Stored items
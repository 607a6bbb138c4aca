//! QR code rendering for attendance tokens.

use std::io::Cursor;

use base64::{engine::general_purpose::STANDARD as BASE64, Engine};
use image::{DynamicImage, ImageFormat, Luma};
use qrcode::{EcLevel, QrCode};

use crate::error::{Result, SeamsError};

/// Render `text` as a PNG QR code and return it as a `data:` URL that a
/// browser can drop straight into an `<img src>`.
pub fn render_png_data_url(text: &str) -> Result<String> {
    let png = render_png(text)?;
    Ok(format!("data:image/png;base64,{}", BASE64.encode(png)))
}

/// Render `text` as PNG bytes.
pub fn render_png(text: &str) -> Result<Vec<u8>> {
    let code = QrCode::with_error_correction_level(text.as_bytes(), EcLevel::M)
        .map_err(|e| SeamsError::QrRenderError(e.to_string()))?;

    let image = code
        .render::<Luma<u8>>()
        .min_dimensions(256, 256)
        .quiet_zone(true)
        .build();

    let mut bytes = Vec::new();
    DynamicImage::ImageLuma8(image)
        .write_to(&mut Cursor::new(&mut bytes), ImageFormat::Png)
        .map_err(|e| SeamsError::QrRenderError(e.to_string()))?;
    Ok(bytes)
}

#[cfg(test)]
mod tests {
    use super::*;

    #[test]
    fn test_render_png_has_png_signature() {
        let png = render_png("hello").unwrap();
        assert_eq!(&png[..8], b"\x89PNG\r\n\x1a\n");
    }

    #[test]
    fn test_data_url_prefix() {
        let url = render_png_data_url("seams").unwrap();
        assert!(url.starts_with("data:image/png;base64,"));
        assert!(url.len() > "data:image/png;base64,".len());
    }
}
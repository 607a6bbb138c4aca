//! Audit log handler

use axum::{
    extract::{Query, State},
    Json,
};
use serde::Deserialize;
use utoipa::IntoParams;

use crate::auth::AuthenticatedUser;
use crate::db::AuditLogResponse;
use crate::error::ApiError;
use crate::handlers::AppState;
use crate::validation::page_bounds;

#[derive(Debug, Default, Deserialize, IntoParams)]
pub struct AuditQuery {
    /// Page size (default 50, max 200)
    #[param(default = 50, minimum = 1, maximum = 200)]
    pub limit: Option<i64>,
    #[param(default = 0, minimum = 0)]
    pub offset: Option<i64>,
}

/// Audit trail, newest first (admin)
#[utoipa::path(
    get,
    path = "/api/audit",
    tag = "Audit",
    params(AuditQuery),
    responses(
        (status = 200, description = "Audit entries", body = [AuditLogResponse]),
        (status = 403, description = "Admin only")
    ),
    security(("bearer_token" = []))
)]
pub async fn list_audit_logs_handler(
    State(state): State<AppState>,
    user: AuthenticatedUser,
    Query(query): Query<AuditQuery>,
) -> Result<Json<Vec<AuditLogResponse>>, ApiError> {
    user.require_admin()?;
    let (limit, offset) = page_bounds(query.limit, query.offset);
    let rows = state.db.audit().list(limit, offset).await?;
    Ok(Json(rows.into_iter().map(AuditLogResponse::from).collect()))
}
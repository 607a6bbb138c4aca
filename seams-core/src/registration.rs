use std::fmt;
use std::str::FromStr;

use serde::{Deserialize, Serialize};

use crate::error::{Result, SeamsError};

/// Status of a student's sign-up for an event.
#[derive(Debug, Clone, Copy, Default, PartialEq, Eq, Hash, Serialize, Deserialize)]
#[serde(rename_all = "lowercase")]
pub enum RegistrationStatus {
    #[default]
    Registered,
    Verified,
    Rejected,
}

impl RegistrationStatus {
    pub fn as_str(&self) -> &'static str {
        match self {
            RegistrationStatus::Registered => "registered",
            RegistrationStatus::Verified => "verified",
            RegistrationStatus::Rejected => "rejected",
        }
    }

    /// Attendance can only be recorded once, and never for a rejected sign-up.
    pub fn ensure_verifiable(&self) -> Result<()> {
        match self {
            RegistrationStatus::Registered => Ok(()),
            RegistrationStatus::Verified => Err(SeamsError::AlreadyVerified),
            RegistrationStatus::Rejected => Err(SeamsError::RegistrationRejected),
        }
    }

    /// Only pending sign-ups can be rejected; credits already posted stay posted.
    pub fn ensure_rejectable(&self) -> Result<()> {
        self.ensure_verifiable()
    }

    /// Whether the registration occupies a seat.
    pub fn holds_seat(&self) -> bool {
        !matches!(self, RegistrationStatus::Rejected)
    }
}

impl fmt::Display for RegistrationStatus {
    fn fmt(&self, f: &mut fmt::Formatter<'_>) -> fmt::Result {
        f.write_str(self.as_str())
    }
}

impl FromStr for RegistrationStatus {
    type Err = SeamsError;

    fn from_str(s: &str) -> Result<Self> {
        match s.trim().to_ascii_lowercase().as_str() {
            "registered" => Ok(RegistrationStatus::Registered),
            "verified" => Ok(RegistrationStatus::Verified),
            "rejected" => Ok(RegistrationStatus::Rejected),
            other => Err(SeamsError::InvalidInput(format!(
                "unknown registration status '{}'",
                other
            ))),
        }
    }
}

impl TryFrom<String> for RegistrationStatus {
    type Error = SeamsError;

    fn try_from(value: String) -> Result<Self> {
        value.parse()
    }
}

#[cfg(test)]
mod tests {
    use super::*;

    #[test]
    fn test_verifiable_states() {
        assert!(RegistrationStatus::Registered.ensure_verifiable().is_ok());
        assert_eq!(
            RegistrationStatus::Verified.ensure_verifiable(),
            Err(SeamsError::AlreadyVerified)
        );
        assert_eq!(
            RegistrationStatus::Rejected.ensure_verifiable(),
            Err(SeamsError::RegistrationRejected)
        );
    }

    #[test]
    fn test_rejectable_states() {
        assert!(RegistrationStatus::Registered.ensure_rejectable().is_ok());
        assert!(RegistrationStatus::Verified.ensure_rejectable().is_err());
        assert!(RegistrationStatus::Rejected.ensure_rejectable().is_err());
    }

    #[test]
    fn test_seat_holding() {
        assert!(RegistrationStatus::Registered.holds_seat());
        assert!(RegistrationStatus::Verified.holds_seat());
        assert!(!RegistrationStatus::Rejected.holds_seat());
    }
}
//! Authentication module
//!
//! Provides the `AuthenticatedUser` extractor for Axum handlers plus
//! password hashing, session JWTs and one-time email tokens.
//! Session tokens are HS256 JWTs signed with `JWT_SECRET`.

pub mod jwt;
pub mod one_time;
pub mod password;

pub use jwt::{JwtKeys, SessionClaims};
pub use one_time::{hash_token, OneTimeToken};
pub use password::{hash_password, verify_password};

use axum::extract::FromRequestParts;
use axum::http::request::Parts;
use seams_core::Role;
use uuid::Uuid;

use crate::db::{Event, User};
use crate::error::ApiError;
use crate::state::AppState;

/// Extract the Bearer token from the Authorization header
fn extract_bearer_token(parts: &Parts) -> Result<&str, ApiError> {
    let auth_header = parts
        .headers
        .get(axum::http::header::AUTHORIZATION)
        .ok_or_else(|| {
            ApiError::auth_error("AUTH_MISSING_TOKEN", "Missing Authorization header")
        })?;

    let auth_value = auth_header.to_str().map_err(|_| {
        ApiError::auth_error(
            "AUTH_INVALID_TOKEN",
            "Invalid Authorization header encoding",
        )
    })?;

    auth_value.strip_prefix("Bearer ").ok_or_else(|| {
        ApiError::auth_error(
            "AUTH_INVALID_TOKEN",
            "Authorization header must use Bearer scheme",
        )
    })
}

/// Read `access_token` from the query string
fn extract_query_token(parts: &Parts) -> Option<String> {
    let query = parts.uri.query()?;
    url::form_urlencoded::parse(query.as_bytes())
        .find(|(key, _)| key == "access_token")
        .map(|(_, value)| value.into_owned())
        .filter(|value| !value.is_empty())
}

/// Validate a session token and load its user
async fn authenticate(token: &str, state: &AppState) -> Result<AuthenticatedUser, ApiError> {
    let claims = state.jwt.validate(token)?;

    let user_id = Uuid::parse_str(&claims.sub).map_err(|_| {
        ApiError::auth_error("AUTH_INVALID_TOKEN", "Session token subject is not a user id")
    })?;

    let user = state
        .db
        .users()
        .find_by_id(user_id)
        .await
        .map_err(|e| {
            tracing::error!(error = %e, "Failed to look up user by ID");
            ApiError::internal("A database error occurred")
        })?
        .ok_or_else(|| {
            ApiError::auth_error(
                "AUTH_USER_NOT_FOUND",
                "Valid token but user not found in database",
            )
        })?;

    Ok(AuthenticatedUser { user, claims })
}

/// Authenticated user extractor that validates the session JWT and resolves
/// the user from the database.
///
/// The role is taken from the database row, not the token, so a demotion
/// takes effect immediately.
///
/// Returns 401 with structured error codes on any failure.
pub struct AuthenticatedUser {
    pub user: User,
    pub claims: SessionClaims,
}

impl AuthenticatedUser {
    pub fn id(&self) -> Uuid {
        self.user.id
    }

    pub fn role(&self) -> Role {
        self.user.role
    }

    /// Coordinator, faculty or admin
    pub fn require_event_manager(&self) -> Result<(), ApiError> {
        if self.user.role.can_manage_events() {
            Ok(())
        } else {
            Err(ApiError::forbidden(format!(
                "Role '{}' cannot manage events",
                self.user.role
            )))
        }
    }

    pub fn require_admin(&self) -> Result<(), ApiError> {
        self.require_role(Role::Admin)
    }

    pub fn require_role(&self, role: Role) -> Result<(), ApiError> {
        if self.user.role == role {
            Ok(())
        } else {
            Err(ApiError::forbidden(format!(
                "Requires role '{}', you are '{}'",
                role, self.user.role
            )))
        }
    }

    /// The event's organizer or an admin
    pub fn require_event_owner(&self, event: &Event) -> Result<(), ApiError> {
        if event.organizer_id == self.user.id || self.user.role.is_admin() {
            Ok(())
        } else {
            Err(ApiError::forbidden("Not authorized to manage this event"))
        }
    }
}

impl FromRequestParts<AppState> for AuthenticatedUser {
    type Rejection = ApiError;

    async fn from_request_parts(
        parts: &mut Parts,
        state: &AppState,
    ) -> Result<Self, Self::Rejection> {
        let token = extract_bearer_token(parts)?;
        authenticate(token, state).await
    }
}

/// Like [`AuthenticatedUser`], but also accepts `?access_token=` for
/// clients that cannot set headers (browser `EventSource`).
pub struct StreamUser(pub AuthenticatedUser);

impl FromRequestParts<AppState> for StreamUser {
    type Rejection = ApiError;

    async fn from_request_parts(
        parts: &mut Parts,
        state: &AppState,
    ) -> Result<Self, Self::Rejection> {
        if parts
            .headers
            .contains_key(axum::http::header::AUTHORIZATION)
        {
            let token = extract_bearer_token(parts)?;
            return authenticate(token, state).await.map(StreamUser);
        }

        let token = extract_query_token(parts).ok_or_else(|| {
            ApiError::auth_error(
                "AUTH_MISSING_TOKEN",
                "Missing Authorization header or access_token parameter",
            )
        })?;
        authenticate(&token, state).await.map(StreamUser)
    }
}

#[cfg(test)]
mod tests {
    use super::*;
    use axum::http::Request;

    fn parts(uri: &str, auth: Option<&str>) -> Parts {
        let mut builder = Request::builder().uri(uri);
        if let Some(value) = auth {
            builder = builder.header("authorization", value);
        }
        builder.body(()).unwrap().into_parts().0
    }

    #[test]
    fn test_missing_header() {
        let err = extract_bearer_token(&parts("/", None)).unwrap_err();
        assert_eq!(err.error_code(), "AUTH_MISSING_TOKEN");
    }

    #[test]
    fn test_non_bearer_scheme() {
        let err = extract_bearer_token(&parts("/", Some("Basic abc"))).unwrap_err();
        assert_eq!(err.error_code(), "AUTH_INVALID_TOKEN");
    }

    #[test]
    fn test_bearer_token() {
        let p = parts("/", Some("Bearer abc.def.ghi"));
        assert_eq!(extract_bearer_token(&p).unwrap(), "abc.def.ghi");
    }

    #[test]
    fn test_query_token() {
        let p = parts("/stream?last_event_id=4&access_token=abc%2Edef", None);
        assert_eq!(extract_query_token(&p).as_deref(), Some("abc.def"));
        assert!(extract_query_token(&parts("/stream?access_token=", None)).is_none());
        assert!(extract_query_token(&parts("/stream", None)).is_none());
    }
}
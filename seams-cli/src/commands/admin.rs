//! Account bootstrap commands: create-admin and promote.

use anyhow::{Context, Result};
use colored::Colorize;
use seams_core::Role;
use seams_server::audit;
use seams_server::auth::hash_password;
use seams_server::db::NewAuditLog;
use seams_server::validation::{normalize_email, require_text, validate_password};
use seams_server::{Database, NewUser, User, UserUpdate};
use serde_json::json;
use tracing::info;

use crate::exit_codes::{classified, USAGE_ERROR};
use crate::utils::{connect, parse_role};

/// Record an operator action; failures are logged, not fatal.
async fn record(db: &Database, action: &'static str, user: &User, details: serde_json::Value) {
    let entry = NewAuditLog {
        action,
        performed_by: None,
        target_id: Some(user.id.to_string()),
        target_type: Some("User"),
        details,
        ip_address: Some("cli".to_string()),
    };
    if let Err(e) = db.audit().record(entry).await {
        tracing::warn!(error = %e, action, "Failed to write audit log");
    }
}

/// Create a verified admin, or promote the account that already owns the email.
pub async fn create_admin(
    database_url: Option<String>,
    name: String,
    email: String,
    password: String,
) -> Result<()> {
    let name = require_text("name", &name).map_err(|e| classified(USAGE_ERROR, e.to_string()))?;
    let email = normalize_email(&email).map_err(|e| classified(USAGE_ERROR, e.to_string()))?;
    validate_password(&password).map_err(|e| classified(USAGE_ERROR, e.to_string()))?;

    let db = connect(database_url).await?;
    let users = db.users();

    if let Some(existing) = users
        .find_by_email(&email)
        .await
        .context("Failed to look up account")?
    {
        let user = promote_user(&db, &existing, Role::Admin).await?;
        if !user.is_verified {
            users
                .mark_verified(user.id)
                .await
                .context("Failed to mark account verified")?;
        }
        println!(
            "{} {} <{}> is now an admin (existing account, password unchanged)",
            "✓".green().bold(),
            user.name,
            user.email
        );
        return Ok(());
    }

    let password_hash = hash_password(&password)
        .await
        .context("Failed to hash password")?;
    let user = users
        .create(NewUser {
            name,
            email,
            password_hash,
            role: Role::Admin,
            is_verified: true,
            ..NewUser::default()
        })
        .await
        .context("Failed to create admin account")?;

    record(&db, audit::CREATE_USER, &user, json!({ "email": user.email, "role": user.role })).await;
    info!(user_id = %user.id, "Admin account created");

    println!(
        "{} Created admin {} <{}>",
        "✓".green().bold(),
        user.name,
        user.email
    );
    println!("   {} {}", "ID:".dimmed(), user.id);
    Ok(())
}

/// Change an existing account's role.
pub async fn promote(database_url: Option<String>, email: String, role: String) -> Result<()> {
    let role = parse_role(&role)?;
    let email = normalize_email(&email).map_err(|e| classified(USAGE_ERROR, e.to_string()))?;

    let db = connect(database_url).await?;
    let user = db
        .users()
        .find_by_email(&email)
        .await
        .context("Failed to look up account")?
        .ok_or_else(|| anyhow::anyhow!("No account with email {}", email))?;

    let previous = user.role;
    let user = promote_user(&db, &user, role).await?;

    println!(
        "{} {} <{}>: {} → {}",
        "✓".green().bold(),
        user.name,
        user.email,
        previous.to_string().dimmed(),
        user.role.to_string().bold()
    );
    Ok(())
}

async fn promote_user(db: &Database, user: &User, role: Role) -> Result<User> {
    if user.role == role {
        return Ok(user.clone());
    }

    let updated = db
        .users()
        .update(
            user.id,
            UserUpdate {
                role: Some(role),
                ..UserUpdate::default()
            },
        )
        .await
        .context("Failed to update role")?
        .ok_or_else(|| anyhow::anyhow!("Account {} disappeared during update", user.id))?;

    record(
        db,
        audit::UPDATE_USER,
        &updated,
        json!({ "fields": ["role"], "from": user.role, "to": updated.role }),
    )
    .await;
    info!(user_id = %updated.id, from = %user.role, to = %updated.role, "Role changed");
    Ok(updated)
}
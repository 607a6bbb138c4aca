//! In-memory tables for development and tests
//!
//! All tables share one mutex. Repositories hold the lock for the whole of a
//! multi-row operation, which gives the same all-or-nothing behaviour as a
//! PostgreSQL transaction.

use std::collections::HashMap;
use std::sync::{Mutex, MutexGuard};

use uuid::Uuid;

use super::{AuditLog, CreditEntry, Event, Registration, StoreError, User};

#[derive(Default)]
pub(crate) struct MemoryStore {
    tables: Mutex<Tables>,
}

impl MemoryStore {
    pub(crate) fn lock(&self) -> Result<MutexGuard<'_, Tables>, StoreError> {
        self.tables
            .lock()
            .map_err(|_| StoreError::Query("memory store lock poisoned".to_string()))
    }
}

#[derive(Default)]
pub(crate) struct Tables {
    pub users: HashMap<Uuid, User>,
    pub events: HashMap<Uuid, Event>,
    pub registrations: HashMap<Uuid, Registration>,
    pub credit_ledger: Vec<CreditEntry>,
    pub audit_logs: Vec<AuditLog>,
}

impl Tables {
    pub(crate) fn clear(&mut self) {
        *self = Tables::default();
    }

    /// Mirrors the `users_email_key` and `users_usn_key` constraints.
    pub(crate) fn check_user_unique(
        &self,
        email: Option<&str>,
        usn: Option<&str>,
        except: Option<Uuid>,
    ) -> Result<(), StoreError> {
        for user in self.users.values().filter(|u| Some(u.id) != except) {
            if email.is_some_and(|e| user.email == e) {
                return Err(StoreError::Conflict("users_email_key".to_string()));
            }
            if usn.is_some() && user.usn.as_deref() == usn {
                return Err(StoreError::Conflict("users_usn_key".to_string()));
            }
        }
        Ok(())
    }

    pub(crate) fn registration_for(&self, student_id: Uuid, event_id: Uuid) -> Option<&Registration> {
        self.registrations
            .values()
            .find(|r| r.student_id == student_id && r.event_id == event_id)
    }

    /// Delete an event and its registrations (`ON DELETE CASCADE`).
    pub(crate) fn delete_event(&mut self, event_id: Uuid) -> bool {
        if self.events.remove(&event_id).is_none() {
            return false;
        }
        self.registrations.retain(|_, r| r.event_id != event_id);
        true
    }
}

Task description: Copy each line from the entries above that has the word "Cursor" in it.

Output:
use std::io::Cursor;
        .write_to(&mut Cursor::new(&mut bytes), ImageFormat::Png)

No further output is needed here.